**EXERCISE BRIEF:**
Look for the word "AnimationClip" in the entries and copy each line where it appears.

╭─ THE DATA

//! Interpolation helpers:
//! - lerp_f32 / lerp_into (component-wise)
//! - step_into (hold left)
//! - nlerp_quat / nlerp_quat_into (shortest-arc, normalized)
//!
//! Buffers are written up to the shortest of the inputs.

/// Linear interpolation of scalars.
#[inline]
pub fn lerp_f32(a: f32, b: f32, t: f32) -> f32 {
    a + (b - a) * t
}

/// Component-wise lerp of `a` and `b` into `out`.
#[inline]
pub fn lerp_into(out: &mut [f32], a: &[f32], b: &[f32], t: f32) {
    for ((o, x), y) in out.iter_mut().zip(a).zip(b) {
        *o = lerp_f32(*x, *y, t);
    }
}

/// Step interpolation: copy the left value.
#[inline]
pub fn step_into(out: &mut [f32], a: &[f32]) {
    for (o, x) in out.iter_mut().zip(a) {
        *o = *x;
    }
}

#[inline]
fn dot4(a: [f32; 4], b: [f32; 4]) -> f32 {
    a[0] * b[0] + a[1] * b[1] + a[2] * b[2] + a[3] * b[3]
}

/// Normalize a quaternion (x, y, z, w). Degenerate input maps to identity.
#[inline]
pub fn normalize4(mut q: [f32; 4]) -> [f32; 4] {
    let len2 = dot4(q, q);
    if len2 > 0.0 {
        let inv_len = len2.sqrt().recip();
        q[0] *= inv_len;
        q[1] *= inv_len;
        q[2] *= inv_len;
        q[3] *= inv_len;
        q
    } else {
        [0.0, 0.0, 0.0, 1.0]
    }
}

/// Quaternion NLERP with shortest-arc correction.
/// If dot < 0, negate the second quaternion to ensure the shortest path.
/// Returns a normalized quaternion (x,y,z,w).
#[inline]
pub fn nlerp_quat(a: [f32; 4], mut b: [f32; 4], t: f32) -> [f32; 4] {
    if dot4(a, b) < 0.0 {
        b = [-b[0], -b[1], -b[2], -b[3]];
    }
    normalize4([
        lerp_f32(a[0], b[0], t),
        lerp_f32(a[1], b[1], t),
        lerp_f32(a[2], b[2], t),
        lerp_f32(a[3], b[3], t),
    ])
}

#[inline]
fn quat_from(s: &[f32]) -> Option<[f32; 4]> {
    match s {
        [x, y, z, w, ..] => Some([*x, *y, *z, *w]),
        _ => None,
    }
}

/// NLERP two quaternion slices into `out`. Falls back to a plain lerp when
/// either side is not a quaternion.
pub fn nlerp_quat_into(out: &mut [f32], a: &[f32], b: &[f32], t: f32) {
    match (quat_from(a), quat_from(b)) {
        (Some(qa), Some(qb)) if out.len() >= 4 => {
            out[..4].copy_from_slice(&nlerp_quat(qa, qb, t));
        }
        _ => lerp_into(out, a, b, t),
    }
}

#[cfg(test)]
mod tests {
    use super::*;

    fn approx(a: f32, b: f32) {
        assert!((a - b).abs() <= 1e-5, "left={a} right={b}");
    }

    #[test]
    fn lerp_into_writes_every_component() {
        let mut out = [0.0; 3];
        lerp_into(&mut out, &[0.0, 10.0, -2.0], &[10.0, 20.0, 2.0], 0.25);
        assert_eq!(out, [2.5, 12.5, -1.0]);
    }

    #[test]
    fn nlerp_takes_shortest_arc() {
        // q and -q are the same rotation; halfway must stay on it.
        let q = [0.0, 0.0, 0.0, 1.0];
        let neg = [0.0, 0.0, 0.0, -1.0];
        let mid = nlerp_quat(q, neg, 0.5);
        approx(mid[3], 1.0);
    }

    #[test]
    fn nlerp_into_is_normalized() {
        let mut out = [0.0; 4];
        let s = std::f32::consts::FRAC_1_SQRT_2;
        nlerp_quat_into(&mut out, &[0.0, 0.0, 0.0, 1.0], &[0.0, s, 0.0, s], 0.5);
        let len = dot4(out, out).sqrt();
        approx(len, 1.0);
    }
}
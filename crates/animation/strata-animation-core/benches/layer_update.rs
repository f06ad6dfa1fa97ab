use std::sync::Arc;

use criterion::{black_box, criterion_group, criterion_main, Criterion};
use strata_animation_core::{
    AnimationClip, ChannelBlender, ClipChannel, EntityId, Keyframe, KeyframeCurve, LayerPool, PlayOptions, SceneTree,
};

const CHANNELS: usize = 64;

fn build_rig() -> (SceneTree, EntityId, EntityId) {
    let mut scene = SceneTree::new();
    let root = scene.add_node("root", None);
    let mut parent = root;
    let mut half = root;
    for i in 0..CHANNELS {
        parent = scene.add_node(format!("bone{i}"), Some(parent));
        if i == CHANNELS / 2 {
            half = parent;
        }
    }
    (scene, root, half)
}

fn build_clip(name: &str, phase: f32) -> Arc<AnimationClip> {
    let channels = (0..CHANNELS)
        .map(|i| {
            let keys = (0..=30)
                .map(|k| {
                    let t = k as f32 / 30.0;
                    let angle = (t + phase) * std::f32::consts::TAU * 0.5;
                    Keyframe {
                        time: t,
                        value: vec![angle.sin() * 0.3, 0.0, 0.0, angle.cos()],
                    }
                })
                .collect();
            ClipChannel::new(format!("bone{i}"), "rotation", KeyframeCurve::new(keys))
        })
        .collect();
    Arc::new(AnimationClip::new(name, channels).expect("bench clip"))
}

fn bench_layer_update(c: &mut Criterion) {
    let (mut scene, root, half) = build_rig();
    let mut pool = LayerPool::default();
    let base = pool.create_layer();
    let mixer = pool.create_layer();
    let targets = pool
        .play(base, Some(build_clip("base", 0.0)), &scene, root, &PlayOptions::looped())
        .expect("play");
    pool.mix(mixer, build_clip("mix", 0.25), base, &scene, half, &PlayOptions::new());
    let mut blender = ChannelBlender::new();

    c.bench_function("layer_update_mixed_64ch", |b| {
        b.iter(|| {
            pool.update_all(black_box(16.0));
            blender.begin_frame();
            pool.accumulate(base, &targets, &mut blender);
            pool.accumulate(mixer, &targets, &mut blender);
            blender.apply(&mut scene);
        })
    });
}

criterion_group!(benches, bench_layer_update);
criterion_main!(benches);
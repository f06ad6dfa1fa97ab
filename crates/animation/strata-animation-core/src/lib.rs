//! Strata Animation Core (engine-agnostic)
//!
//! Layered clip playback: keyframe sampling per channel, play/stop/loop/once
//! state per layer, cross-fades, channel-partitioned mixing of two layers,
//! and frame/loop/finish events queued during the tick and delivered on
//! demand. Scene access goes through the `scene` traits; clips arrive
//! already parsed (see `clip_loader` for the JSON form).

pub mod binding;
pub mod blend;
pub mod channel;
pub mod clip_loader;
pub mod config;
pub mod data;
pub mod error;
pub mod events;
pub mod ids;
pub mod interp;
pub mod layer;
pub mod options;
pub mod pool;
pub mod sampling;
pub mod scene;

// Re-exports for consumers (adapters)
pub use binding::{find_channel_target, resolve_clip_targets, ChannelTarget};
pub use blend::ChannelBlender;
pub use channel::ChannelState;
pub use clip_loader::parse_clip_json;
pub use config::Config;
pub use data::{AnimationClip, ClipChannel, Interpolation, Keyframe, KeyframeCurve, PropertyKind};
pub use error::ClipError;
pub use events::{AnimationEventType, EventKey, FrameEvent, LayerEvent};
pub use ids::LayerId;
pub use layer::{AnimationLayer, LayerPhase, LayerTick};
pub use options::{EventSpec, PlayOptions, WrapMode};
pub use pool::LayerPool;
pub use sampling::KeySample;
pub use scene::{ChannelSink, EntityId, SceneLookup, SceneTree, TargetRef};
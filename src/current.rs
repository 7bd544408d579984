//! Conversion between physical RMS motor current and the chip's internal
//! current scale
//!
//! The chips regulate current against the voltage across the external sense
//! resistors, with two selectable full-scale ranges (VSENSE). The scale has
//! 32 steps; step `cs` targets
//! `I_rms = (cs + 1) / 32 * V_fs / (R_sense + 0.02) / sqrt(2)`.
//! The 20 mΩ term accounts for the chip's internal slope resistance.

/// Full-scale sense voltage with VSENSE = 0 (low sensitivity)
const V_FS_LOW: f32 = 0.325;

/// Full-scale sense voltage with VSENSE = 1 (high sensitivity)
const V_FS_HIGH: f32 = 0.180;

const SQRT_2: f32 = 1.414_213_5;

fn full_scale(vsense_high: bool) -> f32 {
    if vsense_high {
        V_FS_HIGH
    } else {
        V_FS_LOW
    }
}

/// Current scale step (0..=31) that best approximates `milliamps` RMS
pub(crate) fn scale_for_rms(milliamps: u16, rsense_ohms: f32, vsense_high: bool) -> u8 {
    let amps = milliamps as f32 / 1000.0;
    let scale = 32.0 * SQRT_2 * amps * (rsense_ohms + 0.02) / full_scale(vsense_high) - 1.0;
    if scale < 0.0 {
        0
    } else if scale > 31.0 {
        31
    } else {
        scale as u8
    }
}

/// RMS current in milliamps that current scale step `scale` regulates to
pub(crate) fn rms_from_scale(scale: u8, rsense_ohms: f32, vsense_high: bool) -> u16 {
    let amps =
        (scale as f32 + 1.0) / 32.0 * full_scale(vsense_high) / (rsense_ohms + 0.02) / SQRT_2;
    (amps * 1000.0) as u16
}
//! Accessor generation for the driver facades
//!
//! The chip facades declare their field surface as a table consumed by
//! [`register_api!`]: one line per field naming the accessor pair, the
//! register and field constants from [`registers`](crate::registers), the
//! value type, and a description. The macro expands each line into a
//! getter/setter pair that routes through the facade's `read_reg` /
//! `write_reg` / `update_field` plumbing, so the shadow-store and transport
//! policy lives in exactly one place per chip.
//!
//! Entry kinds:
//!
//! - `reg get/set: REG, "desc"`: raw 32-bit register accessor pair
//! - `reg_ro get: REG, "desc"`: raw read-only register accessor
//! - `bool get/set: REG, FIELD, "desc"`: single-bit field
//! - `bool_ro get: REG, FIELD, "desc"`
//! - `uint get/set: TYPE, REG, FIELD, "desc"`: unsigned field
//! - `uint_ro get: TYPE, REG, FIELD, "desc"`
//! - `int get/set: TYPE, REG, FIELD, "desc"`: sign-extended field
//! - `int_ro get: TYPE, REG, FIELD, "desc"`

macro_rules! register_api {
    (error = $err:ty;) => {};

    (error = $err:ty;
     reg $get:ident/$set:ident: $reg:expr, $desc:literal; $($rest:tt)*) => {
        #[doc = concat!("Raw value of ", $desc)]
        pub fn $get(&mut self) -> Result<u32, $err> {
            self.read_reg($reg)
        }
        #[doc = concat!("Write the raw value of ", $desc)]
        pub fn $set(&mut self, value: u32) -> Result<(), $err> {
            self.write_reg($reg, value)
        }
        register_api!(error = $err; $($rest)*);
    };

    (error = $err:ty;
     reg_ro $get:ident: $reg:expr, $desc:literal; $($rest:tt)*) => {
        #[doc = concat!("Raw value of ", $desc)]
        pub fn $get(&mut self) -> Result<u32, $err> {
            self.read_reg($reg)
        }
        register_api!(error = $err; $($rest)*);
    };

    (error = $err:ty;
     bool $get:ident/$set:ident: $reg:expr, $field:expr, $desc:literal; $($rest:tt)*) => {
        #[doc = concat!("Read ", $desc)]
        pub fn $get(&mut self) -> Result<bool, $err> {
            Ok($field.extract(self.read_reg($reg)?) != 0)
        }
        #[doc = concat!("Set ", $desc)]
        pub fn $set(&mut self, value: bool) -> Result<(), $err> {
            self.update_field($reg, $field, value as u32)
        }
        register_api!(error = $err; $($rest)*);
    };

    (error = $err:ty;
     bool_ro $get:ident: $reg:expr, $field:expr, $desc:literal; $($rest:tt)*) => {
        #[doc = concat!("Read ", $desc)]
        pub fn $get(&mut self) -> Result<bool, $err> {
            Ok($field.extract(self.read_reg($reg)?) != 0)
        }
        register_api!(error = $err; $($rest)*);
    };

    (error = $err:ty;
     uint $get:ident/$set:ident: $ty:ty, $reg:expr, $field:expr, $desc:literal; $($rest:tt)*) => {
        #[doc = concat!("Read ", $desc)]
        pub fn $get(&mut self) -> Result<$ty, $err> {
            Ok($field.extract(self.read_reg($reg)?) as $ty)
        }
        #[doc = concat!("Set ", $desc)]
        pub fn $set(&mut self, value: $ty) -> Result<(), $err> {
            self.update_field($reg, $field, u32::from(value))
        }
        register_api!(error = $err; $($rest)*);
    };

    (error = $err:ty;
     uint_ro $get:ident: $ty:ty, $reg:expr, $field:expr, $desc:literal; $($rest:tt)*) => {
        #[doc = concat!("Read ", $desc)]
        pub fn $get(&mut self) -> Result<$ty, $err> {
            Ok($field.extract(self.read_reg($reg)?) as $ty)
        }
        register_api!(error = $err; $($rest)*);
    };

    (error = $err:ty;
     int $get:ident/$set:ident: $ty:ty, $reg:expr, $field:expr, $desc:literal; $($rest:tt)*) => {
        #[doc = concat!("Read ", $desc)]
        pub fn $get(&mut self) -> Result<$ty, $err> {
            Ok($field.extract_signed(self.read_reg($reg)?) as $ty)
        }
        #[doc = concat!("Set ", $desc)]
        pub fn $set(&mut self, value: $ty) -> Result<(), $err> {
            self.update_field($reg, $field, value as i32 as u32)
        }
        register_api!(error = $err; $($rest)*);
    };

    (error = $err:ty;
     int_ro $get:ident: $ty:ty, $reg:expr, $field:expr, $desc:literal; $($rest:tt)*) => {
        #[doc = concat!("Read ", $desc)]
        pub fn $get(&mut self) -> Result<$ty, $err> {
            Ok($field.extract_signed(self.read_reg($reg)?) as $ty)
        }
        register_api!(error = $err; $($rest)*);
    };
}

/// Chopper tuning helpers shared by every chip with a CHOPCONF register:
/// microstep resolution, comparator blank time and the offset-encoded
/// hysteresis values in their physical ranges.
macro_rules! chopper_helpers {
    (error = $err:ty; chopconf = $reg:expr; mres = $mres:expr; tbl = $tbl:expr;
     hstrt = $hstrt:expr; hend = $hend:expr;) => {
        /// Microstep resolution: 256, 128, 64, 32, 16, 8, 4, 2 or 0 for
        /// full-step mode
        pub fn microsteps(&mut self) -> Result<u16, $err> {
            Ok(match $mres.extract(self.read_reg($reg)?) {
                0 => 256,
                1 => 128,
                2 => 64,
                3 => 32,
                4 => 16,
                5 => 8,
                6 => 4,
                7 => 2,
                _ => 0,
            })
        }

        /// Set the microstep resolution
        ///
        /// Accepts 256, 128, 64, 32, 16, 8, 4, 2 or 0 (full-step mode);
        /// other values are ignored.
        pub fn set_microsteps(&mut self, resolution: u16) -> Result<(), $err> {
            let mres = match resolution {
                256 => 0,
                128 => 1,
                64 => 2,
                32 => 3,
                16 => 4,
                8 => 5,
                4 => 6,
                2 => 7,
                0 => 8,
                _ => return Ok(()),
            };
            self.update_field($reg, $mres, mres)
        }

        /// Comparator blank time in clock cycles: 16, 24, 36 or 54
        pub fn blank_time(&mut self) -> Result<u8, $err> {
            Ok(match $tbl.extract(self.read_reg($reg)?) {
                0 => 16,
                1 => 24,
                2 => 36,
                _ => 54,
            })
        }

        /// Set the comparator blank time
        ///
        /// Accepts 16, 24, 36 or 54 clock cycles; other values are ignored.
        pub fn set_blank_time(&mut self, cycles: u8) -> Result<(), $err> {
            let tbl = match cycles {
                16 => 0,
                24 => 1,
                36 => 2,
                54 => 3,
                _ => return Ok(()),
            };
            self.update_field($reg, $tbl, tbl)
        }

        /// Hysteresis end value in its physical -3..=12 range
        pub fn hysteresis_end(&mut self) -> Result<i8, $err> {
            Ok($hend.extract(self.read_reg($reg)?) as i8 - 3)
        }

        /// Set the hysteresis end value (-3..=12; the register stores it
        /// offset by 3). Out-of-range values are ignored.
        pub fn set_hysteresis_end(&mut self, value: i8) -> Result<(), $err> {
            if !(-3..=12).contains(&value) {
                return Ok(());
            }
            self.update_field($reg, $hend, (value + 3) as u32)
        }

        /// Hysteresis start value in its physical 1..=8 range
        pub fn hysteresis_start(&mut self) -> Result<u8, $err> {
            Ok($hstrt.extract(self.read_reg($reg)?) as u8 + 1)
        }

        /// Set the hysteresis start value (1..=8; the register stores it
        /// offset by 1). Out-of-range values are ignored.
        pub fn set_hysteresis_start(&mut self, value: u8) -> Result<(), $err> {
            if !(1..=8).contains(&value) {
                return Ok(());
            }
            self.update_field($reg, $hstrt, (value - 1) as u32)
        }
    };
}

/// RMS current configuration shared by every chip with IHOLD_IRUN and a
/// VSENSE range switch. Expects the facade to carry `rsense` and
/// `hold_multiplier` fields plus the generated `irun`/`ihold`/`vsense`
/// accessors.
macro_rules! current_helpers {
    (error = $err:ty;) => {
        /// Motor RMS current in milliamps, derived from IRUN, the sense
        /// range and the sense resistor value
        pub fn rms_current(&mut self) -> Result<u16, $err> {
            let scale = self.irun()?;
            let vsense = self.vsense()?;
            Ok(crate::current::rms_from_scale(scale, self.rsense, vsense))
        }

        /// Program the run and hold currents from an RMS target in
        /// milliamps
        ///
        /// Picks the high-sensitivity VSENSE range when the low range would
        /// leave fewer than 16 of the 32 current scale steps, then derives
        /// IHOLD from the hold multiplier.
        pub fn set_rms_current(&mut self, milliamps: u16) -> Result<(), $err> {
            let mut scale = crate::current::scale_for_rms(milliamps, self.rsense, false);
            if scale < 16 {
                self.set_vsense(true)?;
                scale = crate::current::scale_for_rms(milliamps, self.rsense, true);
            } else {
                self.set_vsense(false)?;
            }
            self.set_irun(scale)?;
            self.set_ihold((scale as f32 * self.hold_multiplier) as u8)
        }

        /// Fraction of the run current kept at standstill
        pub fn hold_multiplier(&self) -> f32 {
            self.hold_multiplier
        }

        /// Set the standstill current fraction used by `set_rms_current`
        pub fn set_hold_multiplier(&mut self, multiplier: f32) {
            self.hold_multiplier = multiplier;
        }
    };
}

╰─

**RESPONSE AREA:**
    AnimationClip, ChannelBlender, ClipChannel, EntityId, Keyframe, KeyframeCurve, LayerPool, PlayOptions, SceneTree,
fn build_clip(name: &str, phase: f32) -> Arc<AnimationClip> {
    Arc::new(AnimationClip::new(name, channels).expect("bench clip"))
pub use data::{AnimationClip, ClipChannel, Interpolation, Keyframe, KeyframeCurve, PropertyKind};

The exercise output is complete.